Sunday, May 20, 2012
Close, McTeer Do the Damn Thing in "Albert Nobbs"
Albert Nobbs (2011)
COUNTRY OF ORIGIN: Ireland, U.K.
Running time: 113 minutes (1 hour, 53 minutes)
MPAA – R for some sexuality, brief nudity and language
DIRECTOR: Rodrigo García
WRITERS: Glenn Close, John Banville, and Gabriella Prekop; from a story by István Szabó (based upon the novella, “The Singular Life of Albert Nobbs” by George Moore)
PRODUCERS: Glenn Close, Bonnie Curtis, Julie Lynn, and Alan Moloney
CINEMATOGRAPHER: Michael McDonough (D.o.P.)
EDITOR: Steven Weisberg
COMPOSER: Brian Byrne
Academy Award nominee
Starring: Glenn Close, Janet McTeer, Mia Wasikowska, Aaron Johnson, Jonathan Rhys Meyers, Pauline Collins, Brenda Fricker, Mark Williams, Phyllida Law, Bronagh Gallagher, and Brendan Gleeson
Albert Nobbs is a 2011 Irish period drama from director Rodrigo Garcia (Mother and Child). The film is based upon the 1918 short story “The Singular Life of Albert Nobbs” by the late Irish novelist, George Augustus Moore. The film stars Glenn Close as a woman who poses as a man in order to work at a motel in late 19th century Ireland,
Albert Nobbs (Glenn Close) was born a female in London. He has been posing as a man for 30 years in order to survive the harsh environment of the impoverished working class in the late 19th century. Albert works as a waiter in Morrison’s Hotel in Dublin, Ireland, and is known for his extreme dedication to his job. However, Albert begins to reconsider how he has lived when he meets Hubert Page (Janet McTeer), a strapping painter who is doing some work at the hotel.
With its lesbian, gay, bisexual, and transgender themes, Albert Nobbs is certainly one of the most intoxicating period dramas that I have ever seen. Even when I enjoy a period or costume drama, I often forget about them not long after watching them (like The King’s Speech), but I can’t stop thinking about Albert Nobbs. I think that this is because Albert Nobbs has a screenplay which is determined to keep the audience guessing about the actions and motivations of the characters, and this is true from the main characters down to the supporting characters with small speaking roles. The movie engages the viewer in a guessing game of why and how. Why does she do that? How does she do it? How does she get away with it?
Albert Nobbs is marked by excellent performances and two great performances: Glenn Close as Albert Nobbs and Janet McTeer as Hubert Page. Close creates a compelling character in Nobbs by making the character’s fear that he will be caught a character itself.

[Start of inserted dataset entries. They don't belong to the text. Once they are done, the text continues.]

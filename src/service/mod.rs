//! Service layer module.
//!
//! Contains the sampling, identifier and formatting logic behind value
//! generation.

pub mod format;
pub mod generator;
pub mod identifier;
pub mod sampler;

pub use format::{Decoration, Encoding};
pub use generator::Generator;
pub use identifier::{Identifier, MillisClock};
pub use sampler::{Sampler, alphabet};
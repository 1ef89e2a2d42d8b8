//! Generation configuration types.
//!
//! A [`GenerationConfig`] is built once per invocation from resolved flags
//! and consumed by the generator without further mutation.

use std::fmt;

use crate::error::{GenerateError, Result};

/// Default separator between generated values.
pub const DEFAULT_SEPARATOR: &str = "\n";

/// Case folding applied to every decorated value.
#[derive(Debug, Clone, Copy, Default, PartialEq, Eq)]
pub enum CaseMode {
    /// Leave the value untouched.
    #[default]
    None,
    /// Fold to lowercase.
    Lower,
    /// Fold to uppercase.
    Upper,
}

impl CaseMode {
    /// Resolve the `lower` / `upper` flag pair.
    ///
    /// `lower` wins when both are set.
    #[must_use]
    pub const fn from_flags(lower: bool, upper: bool) -> Self {
        match (lower, upper) {
            (true, _) => Self::Lower,
            (false, true) => Self::Upper,
            (false, false) => Self::None,
        }
    }
}

/// Open-ended integer interval `[begin, end)`.
#[derive(Debug, Clone, Copy, PartialEq, Eq)]
pub struct Interval {
    begin: i64,
    end: i64,
}

impl Interval {
    /// Create an interval, rejecting empty or inverted ranges.
    ///
    /// # Errors
    ///
    /// Returns a configuration error if `begin >= end`.
    pub fn new(begin: i64, end: i64) -> Result<Self> {
        if begin >= end {
            return Err(GenerateError::Configuration(
                "interval begin is greater than or equals to end".to_string(),
            ));
        }
        Ok(Self { begin, end })
    }

    /// Parse `"a,b"` as `[a, b)` or `"b"` as `[0, b)`.
    ///
    /// Only the first comma splits; anything after it belongs to the end
    /// token.
    ///
    /// # Errors
    ///
    /// Returns an error naming the offending token if a part is not a base-10
    /// integer, or a configuration error if the range is empty.
    pub fn parse(text: &str) -> Result<Self> {
        match text.split_once(',') {
            Some((begin, end)) => Self::new(parse_number(begin)?, parse_number(end)?),
            None => Self::new(0, parse_number(text)?),
        }
    }

    /// Inclusive lower bound.
    #[must_use]
    pub const fn begin(&self) -> i64 {
        self.begin
    }

    /// Exclusive upper bound.
    #[must_use]
    pub const fn end(&self) -> i64 {
        self.end
    }

    /// Number of integers in the interval. Always at least 1.
    #[must_use]
    pub const fn span(&self) -> u64 {
        self.end.abs_diff(self.begin)
    }
}

impl fmt::Display for Interval {
    fn fmt(&self, f: &mut fmt::Formatter<'_>) -> fmt::Result {
        write!(f, "[{}, {})", self.begin, self.end)
    }
}

fn parse_number(token: &str) -> Result<i64> {
    token
        .parse()
        .map_err(|source| GenerateError::InvalidNumber {
            token: token.to_string(),
            source,
        })
}

/// Fully resolved configuration for one generation call.
#[derive(Debug, Clone, PartialEq, Eq)]
pub struct GenerationConfig {
    /// Sample unrestricted bytes.
    pub any_character: bool,
    /// Restrict the alphabet to digits.
    pub digit: bool,
    /// Encode output as standard padded base64.
    pub base64: bool,
    /// Encode output as lowercase hex.
    pub hex: bool,
    /// Generate ULIDs.
    pub ulid: bool,
    /// Render ULIDs in UUID textual form.
    pub ulid_as_uuid: bool,
    /// Generate random (v4) UUIDs.
    pub uuid4: bool,
    /// Generate time-ordered (v7) UUIDs.
    pub uuid7: bool,
    /// Draw integers from this interval instead of sampling characters.
    pub interval: Option<Interval>,
    /// Case folding of the decorated value.
    pub case: CaseMode,
    /// Written before each value.
    pub prefix: String,
    /// Written after each value.
    pub suffix: String,
    /// Written between values.
    pub separator: String,
    /// Write a line feed after the last value.
    pub trailing_line_feed: bool,
}

impl GenerationConfig {
    /// Start building a configuration.
    #[must_use]
    pub fn builder() -> GenerationConfigBuilder {
        GenerationConfigBuilder::default()
    }
}

impl Default for GenerationConfig {
    fn default() -> Self {
        Self {
            any_character: false,
            digit: false,
            base64: false,
            hex: false,
            ulid: false,
            ulid_as_uuid: false,
            uuid4: false,
            uuid7: false,
            interval: None,
            case: CaseMode::None,
            prefix: String::new(),
            suffix: String::new(),
            separator: DEFAULT_SEPARATOR.to_string(),
            trailing_line_feed: false,
        }
    }
}

/// Builder for [`GenerationConfig`].
#[derive(Debug, Default)]
pub struct GenerationConfigBuilder {
    config: GenerationConfig,
    interval: Option<String>,
    lower: bool,
    upper: bool,
}

impl GenerationConfigBuilder {
    /// Sample unrestricted bytes.
    #[must_use]
    pub fn any_character(mut self, on: bool) -> Self {
        self.config.any_character = on;
        self
    }

    /// Restrict the alphabet to digits.
    #[must_use]
    pub fn digit(mut self, on: bool) -> Self {
        self.config.digit = on;
        self
    }

    /// Encode as base64.
    #[must_use]
    pub fn base64(mut self, on: bool) -> Self {
        self.config.base64 = on;
        self
    }

    /// Encode as hex.
    #[must_use]
    pub fn hex(mut self, on: bool) -> Self {
        self.config.hex = on;
        self
    }

    /// Generate ULIDs.
    #[must_use]
    pub fn ulid(mut self, on: bool) -> Self {
        self.config.ulid = on;
        self
    }

    /// Generate ULIDs rendered as UUIDs. Implies [`ulid`](Self::ulid).
    #[must_use]
    pub fn ulid_as_uuid(mut self, on: bool) -> Self {
        self.config.ulid_as_uuid = on;
        self
    }

    /// Generate UUIDv4.
    #[must_use]
    pub fn uuid4(mut self, on: bool) -> Self {
        self.config.uuid4 = on;
        self
    }

    /// Generate UUIDv7.
    #[must_use]
    pub fn uuid7(mut self, on: bool) -> Self {
        self.config.uuid7 = on;
        self
    }

    /// Interval text, `"a,b"` or `"b"`. Parsed by [`build`](Self::build).
    #[must_use]
    pub fn interval(mut self, text: impl Into<String>) -> Self {
        self.interval = Some(text.into());
        self
    }

    /// Fold to lowercase.
    #[must_use]
    pub fn lower(mut self, on: bool) -> Self {
        self.lower = on;
        self
    }

    /// Fold to uppercase.
    #[must_use]
    pub fn upper(mut self, on: bool) -> Self {
        self.upper = on;
        self
    }

    /// Text written before each value.
    #[must_use]
    pub fn prefix(mut self, prefix: impl Into<String>) -> Self {
        self.config.prefix = prefix.into();
        self
    }

    /// Text written after each value.
    #[must_use]
    pub fn suffix(mut self, suffix: impl Into<String>) -> Self {
        self.config.suffix = suffix.into();
        self
    }

    /// Text written between values.
    #[must_use]
    pub fn separator(mut self, separator: impl Into<String>) -> Self {
        self.config.separator = separator.into();
        self
    }

    /// Write a line feed after the last value.
    #[must_use]
    pub fn trailing_line_feed(mut self, on: bool) -> Self {
        self.config.trailing_line_feed = on;
        self
    }

    /// Finish the configuration.
    ///
    /// An empty interval string means no interval.
    ///
    /// # Errors
    ///
    /// Returns an error if the interval text is malformed or empty.
    pub fn build(self) -> Result<GenerationConfig> {
        let mut config = self.config;
        config.ulid |= config.ulid_as_uuid;
        config.case = CaseMode::from_flags(self.lower, self.upper);
        config.interval = match self.interval.as_deref() {
            None | Some("") => None,
            Some(text) => Some(Interval::parse(text)?),
        };
        Ok(config)
    }
}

It is almost as if there are two characters: one is a waiter, and the other is a man whose secret-keeping is his life. As for McTeer, I don’t know if I have the words to describe her performance, which is a work of high art. I’ll just call it mega-awesome and leave it at that.
Albert Nobbs is a bit slow, but only a bit. I find that sometimes director Rodrigo García allows things to get too aloof and stiff, but he extracts passion and conflict from the kind of characters that like to keep things hidden and to act detached. However, the performances by Close and McTeer burn brightly enough to draw our attention to this unique film that depicts the diversity of relationships between women.
8 of 10
2012 Academy Awards: 3 nominations: “Best Performance by an Actress in a Leading Role” (Glenn Close), “Best Performance by an Actress in a Supporting Role” (Janet McTeer), and “Best Achievement in Makeup” (Martial Corneville, Lynn Johnson, and Matthew W. Mungle)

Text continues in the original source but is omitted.